<h2>Parselmouth</h2>

In [None]:
!pip install praat-parselmouth

In [None]:
!wget https://raw.githubusercontent.com/phonetics-spbu/phonetics-spbu.github.io/main/public/courses/linear_models/files/cta0001.wav

In [None]:
import parselmouth
sound = parselmouth.Sound("cta0001.wav")

Методы parselmouth:

In [None]:
[i for i in dir(sound) if not i.startswith("_")]

In [None]:
t_max = sound.tmax
t_max

In [None]:
ch_num = sound.get_number_of_channels()
ch_num

In [None]:
intensity = sound.to_intensity()
print(intensity.get_value(0.1))

In [None]:
intensity.values

In [None]:
import matplotlib.pyplot as plt
plt.plot(sound.values.reshape(-1))
plt.xlabel("Samples")
plt.ylabel("Normalized amplitude")
plt.show()

In [None]:
pitch = sound.to_pitch(pitch_floor=75, pitch_ceiling=400)

In [None]:
pitch.get_value_at_time(1)

In [None]:
pitch.get_value_at_time(0.5)

Задание 1. Построить график ЧОТ от времени с шагом 0.05 секунды

In [None]:
spectrogram = sound.to_spectrogram()

In [None]:
spectrogram.get_power_at(0.24, 100) # t, f

In [None]:
slice_1 = spectrogram.to_spectrum_slice(0.24)
num_bins = slice_1.get_number_of_bins()
num_bins

In [None]:
import numpy as np

freqs = [slice_1.get_frequency_from_bin_number(i) for i in range(1, num_bins + 1)]
vals = [np.log10(abs(slice_1.get_value_in_bin(i))) for i in range(1, num_bins + 1)]
plt.plot(freqs, vals)
plt.show()

In [None]:
slice_2 = spectrogram.to_spectrum_slice(0.6)
num_bins = slice_2.get_number_of_bins()

freqs = [slice_2.get_frequency_from_bin_number(i) for i in range(1, num_bins + 1)]
vals = [np.log10(abs(slice_2.get_value_in_bin(i))) for i in range(1, num_bins + 1)]
plt.plot(freqs, vals)
plt.show()

In [None]:
formants = sound.to_formant_burg()

In [None]:
time = 0.24
for f in range(1, 5):
    print(f"F{f}: {formants.get_value_at_time(f, time)}")

In [None]:
time = 0.6
for f in range(1, 5):
    print(f"F{f}: {formants.get_value_at_time(f, time)}")

<h3>Чтение TextGrid</h3>

In [None]:
!wget https://raw.githubusercontent.com/phonetics-spbu/phonetics-spbu.github.io/refs/heads/main/public/courses/linear_models/files/av18s.TextGrid
tg = parselmouth.read("av18s.TextGrid")
tg

In [None]:
[i for i in dir(tg) if not i.startswith("_")]
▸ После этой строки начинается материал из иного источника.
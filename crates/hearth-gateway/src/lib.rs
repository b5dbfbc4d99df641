pub mod server;
pub mod types;

pub use server::{create_router, start_server, AppState};
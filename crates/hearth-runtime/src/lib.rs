pub mod conversation;
pub mod dispatch;
pub mod host;
pub mod llm;
pub mod prompt;
pub mod session;
pub mod tool;

pub use conversation::{
    ConversationEngine, EngineConfig, SessionInfo, ToolFailurePolicy, TurnOutcome, API_ERROR_RESPONSE,
    LOOP_LIMIT_RESPONSE, PROMPT_ERROR_RESPONSE,
};
pub use dispatch::{
    DispatchOutcome, ToolCallResult, ToolDispatcher, ToolRegistry, TOOL_DOES_NOT_EXIST,
};
pub use host::{
    ActionExecutor, ActionOutcome, EntityDirectory, EntityState, ExposedEntities, ExposedEntity,
    PromptRenderer, TemplateError,
};
pub use llm::{
    ApiResponse, ChatClient, ChatResponse, GenerateConfig, LLMProvider, LlmError, Message,
    ModelInfo, ModelListResponse, Role, ToolCall, ToolSchema, Usage,
};
pub use prompt::{MiniJinjaRenderer, DEFAULT_PROMPT_SYSTEM};
pub use session::{Session, SessionStore};
pub use tool::{Tool, ToolError, ToolOutput};

/// Initialize structured JSON logging
pub fn init_logging() {
    use tracing_subscriber::{fmt, EnvFilter};

    fmt()
        .json()
        .with_env_filter(EnvFilter::from_default_env())
        .init();
}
Переводим в формат TextGridTools (библиотека tgt)

In [None]:
!pip install tgt
import tgt

In [None]:
tgt_grid = tg.to_tgt()
print(" ".join([i.text for i in tgt_grid.get_tier_by_name("ideal")]))

In [None]:
parselmouth.praat.call(tg, "Convert to Unicode")
tgt_grid_uni = tg.to_tgt()
print(" ".join([i.text for i in tgt_grid_uni.get_tier_by_name("ideal")]))

Сохранение файла:

In [None]:
tg.save("av18s_unicode.TextGrid")

Команды Praat, принимающие какие-то аргументы в интерфейсе Praat оканчиваются на "...". При вызове этих команд "..." опускается, аргументы перечисляются в порядке следования в интерфейсе

In [None]:
start_time, end_time = 0.0, 3.0  # s
pres_times = False
new_tg = parselmouth.praat.call(tg, "Extract part", start_time, end_time, pres_times)
tgt_grid_part = new_tg.to_tgt()
print(" ".join([i.text for i in tgt_grid_part.get_tier_by_name("ideal")]))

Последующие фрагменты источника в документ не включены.